А.В. Луначарский, чей авторитет в вопросах культуры в 20-е годы был еще высок, считал рэтлендианскую гипотезу наиболее вероятным решением вопроса о личности Уильяма Шекспира. В статье «Шекспир и его век», являющейся шестой лекцией из курса по истории западноевропейской литературы, читавшегося Луначарским в те годы, он отмечал чрезвычайно странные и многочисленные совпадения биографических данных Рэтленда с «жизнью автора пьес, как мы могли бы ее представить... Это совпадение необычайно велико». Луначарский отмечал также, что рэтлендианская гипотеза дает наконец объяснение казавшихся ранее непонятными социальных воззрений Шекспира, а также выбора им среды, в которой происходит действие всех его произведений.
«Так много совпадений нельзя объяснить иначе, как тем, что автором являлся Рэтленд... тут почти невозможно спорить», — считал Луначарский. Отвечая некоторым своим оппонентам, уже тогда высказывавшим «недовольство» аристократическим происхождением Роджера Мэннерса, красный нарком просвещения писал: «Нам было бы приятнее, может быть, чтобы этот величайший в мире писатель был не из аристократии, а из низов... Но приходится признать, что Шекспир и Рэтленд, по-видимому, одно и то же лицо»5.
Анализируя «Юлия Цезаря» и «Кориолана», Луначарский отмечал в них следы сочувствия автора взглядам проэссексовской феодально-аристократической фронды. С этими замечаниями Луначарского можно согласиться и сегодня, ибо, независимо от очередности создания «римских» драм, в них определенно нашли свое отражение проблематика эссексовского бунта, оценки (или позднейшие переоценки) его вождя и окружения, атмосфера споров и чаяний участников плохо продуманного выступления.

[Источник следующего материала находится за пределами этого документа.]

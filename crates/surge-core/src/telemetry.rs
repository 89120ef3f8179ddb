//! Typed view over a node's raw telemetry payload
//!
//! Reports arrive as untyped JSON. Only the fields read here matter; anything
//! else is ignored. Numeric fields that are missing or not numbers read as
//! zero, except `connected`, whose absence marks the report as unusable for
//! aggregation.

use serde::{Deserialize, Serialize};
use serde_json::Value;

/// Local resource figures a node republishes as-is
#[derive(Clone, Debug, Default, PartialEq, Serialize, Deserialize)]
pub struct NodeResources {
    /// CPU load
    pub cpu: Option<f64>,
    /// Memory usage ratio
    pub mem: Option<f64>,
    /// Clients the node believes it is running
    pub clients: Option<f64>,
    /// Local failure counter
    pub failures: Option<f64>,
}

impl NodeResources {
    pub fn is_empty(&self) -> bool {
        self.cpu.is_none()
            && self.mem.is_none()
            && self.clients.is_none()
            && self.failures.is_none()
    }
}

/// Fields of a `report` payload the coordinator reads
#[derive(Clone, Debug, Default, PartialEq)]
pub struct TelemetryReport {
    /// Connected client count; `None` when missing or invalid
    pub connected: Option<u64>,
    /// Average startup delay (ms)
    pub avg_startup: f64,
    /// Average bitrate (kbps)
    pub avg_bitrate: f64,
    /// Average buffering events per client
    pub avg_buffers: f64,
    /// Average time spent buffering (ms)
    pub avg_buffer_time: f64,
    pub resources: NodeResources,
}

impl TelemetryReport {
    pub fn from_value(metrics: &Value) -> Self {
        TelemetryReport {
            connected: metrics.get("connected").and_then(count),
            avg_startup: number(metrics, "avgStartup").unwrap_or(0.0),
            avg_bitrate: number(metrics, "avgBitrate").unwrap_or(0.0),
            avg_buffers: number(metrics, "avgBuffers").unwrap_or(0.0),
            avg_buffer_time: number(metrics, "avgBufferTime").unwrap_or(0.0),
            resources: NodeResources {
                cpu: number(metrics, "cpu"),
                mem: number(metrics, "mem"),
                clients: number(metrics, "clients"),
                failures: number(metrics, "failures"),
            },
        }
    }

    /// Whether the report carries a usable connected-client count
    pub fn is_valid(&self) -> bool {
        self.connected.is_some()
    }
}

fn number(metrics: &Value, field: &str) -> Option<f64> {
    metrics
        .get(field)
        .and_then(Value::as_f64)
        .filter(|v| v.is_finite())
}

fn count(value: &Value) -> Option<u64> {
    if let Some(n) = value.as_u64() {
        return Some(n);
    }
    // Workers written in dynamic languages may send 10.0 for 10
    value
        .as_f64()
        .filter(|v| v.is_finite() && *v >= 0.0)
        .map(|v| v.trunc() as u64)
}
//! Command-line and environment configuration

use std::net::SocketAddr;
use std::path::PathBuf;
use std::time::Duration;

use clap::Parser;

use surge_coordinator::{CoordinatorConfig, RampPlan, MAX_LINE_LENGTH, STALE_THRESHOLD};
use surge_core::{SurgeError, SurgeResult};

/// Ramp coordinator for a fleet of load-generating workers
#[derive(Clone, Debug, Parser)]
#[command(name = "surge-coordinator", version, about)]
pub struct Args {
    /// Address worker nodes connect to
    #[arg(long, env = "SURGE_LISTEN", default_value = "0.0.0.0:8080")]
    pub listen: SocketAddr,

    /// Address serving /metrics and /status
    #[arg(long, env = "SURGE_METRICS_ADDR", default_value = "0.0.0.0:9100")]
    pub metrics_addr: SocketAddr,

    /// Cluster-wide client targets, one per step
    #[arg(
        long,
        env = "SURGE_STEPS",
        value_delimiter = ',',
        default_value = "1,2,4,6,8,10,15,20"
    )]
    pub steps: Vec<u64>,

    /// Time between two ramp steps
    #[arg(
        long,
        env = "SURGE_STEP_INTERVAL",
        default_value = "60s",
        value_parser = humantime::parse_duration
    )]
    pub step_interval: Duration,

    /// Retry delay while a due step has no nodes
    #[arg(
        long,
        env = "SURGE_EMPTY_BACKOFF",
        default_value = "1s",
        value_parser = humantime::parse_duration
    )]
    pub empty_backoff: Duration,

    /// Delay before the first step is evaluated
    #[arg(
        long,
        env = "SURGE_START_DELAY",
        default_value = "0s",
        value_parser = humantime::parse_duration
    )]
    pub start_delay: Duration,

    /// Periodic re-aggregation cadence
    #[arg(
        long,
        env = "SURGE_AGGREGATE_INTERVAL",
        default_value = "5s",
        value_parser = humantime::parse_duration
    )]
    pub aggregate_interval: Duration,

    /// Longest accepted worker message in bytes
    #[arg(long, env = "SURGE_MAX_LINE_LENGTH", default_value_t = MAX_LINE_LENGTH)]
    pub max_line_length: usize,

    /// Run label written to every CSV row
    #[arg(long, env = "SURGE_LABEL", default_value = "default")]
    pub label: String,

    /// Append every accepted report to this CSV file
    #[arg(long, env = "SURGE_CSV")]
    pub csv: Option<PathBuf>,

    /// Emit logs as JSON lines
    #[arg(long, env = "SURGE_LOG_JSON")]
    pub log_json: bool,
}

impl Args {
    pub fn coordinator_config(&self) -> SurgeResult<CoordinatorConfig> {
        if self.steps.is_empty() {
            return Err(SurgeError::Config("at least one ramp step is required".into()));
        }
        let config = CoordinatorConfig {
            listen_addr: self.listen,
            ramp: RampPlan::new(self.steps.clone(), self.step_interval),
            empty_backoff: self.empty_backoff,
            start_delay: self.start_delay,
            stale_threshold: STALE_THRESHOLD,
            aggregate_interval: self.aggregate_interval,
            max_line_length: self.max_line_length,
            label: self.label.clone(),
            ..CoordinatorConfig::default()
        };
        config.validate()?;
        Ok(config)
    }
}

Впоследствии Луначарский, подвергавшийся идеологическим нападкам и вытесняемый из кремлевского ареопага (хотя он и успел умереть своей смертью), от публичной поддержки рэтлендианской гипотезы отказался, но свою статью «Шекспир и его век» в позднейших переизданиях оставил почти без изменений.
Примечания
*. Смысл этой фразы, и особенно выражения «the man Shakespeare» — «мужчина Шекспир», — может пониматься (и переводиться) неоднозначно.
**. Дворецкий пишет: Shakspeare — среднее между «Шекспир» и «Шакспер».
***. Интересно, что дворецкий Томас Скревен, говоря о Шакспере, употребляет предлог about («about my Lord's impreso»), а говоря о работе, за которую заплачено Бербеджу, пользуется более определенным предлогом for («for painting and making it»). В русском переводе различие исчезает, так как в обоих случаях мы применяем предлог «за», но в английском оригинале смысловое различие есть, и остается неясным, за что же, за какую конкретную работу заплатили Шаксперу.
1. См.: Edel L. The Life of Henry James. Vol. 2. Penguin, 1977, p. 475.
2. Lee S. Life of William Shakespeare. L., 1898.
3. Chambers E.K. William Shakespeare. A Study of Facts and Problems.
4. Demblon C. Lord Rutland est Shakespeare. P., 1912; L'Auteur d'Hamlet et sa Monde. P., 1913.
5. Луначарский А.В. О театре и драматургии. Т. 2. М., 1958, с. 425—426.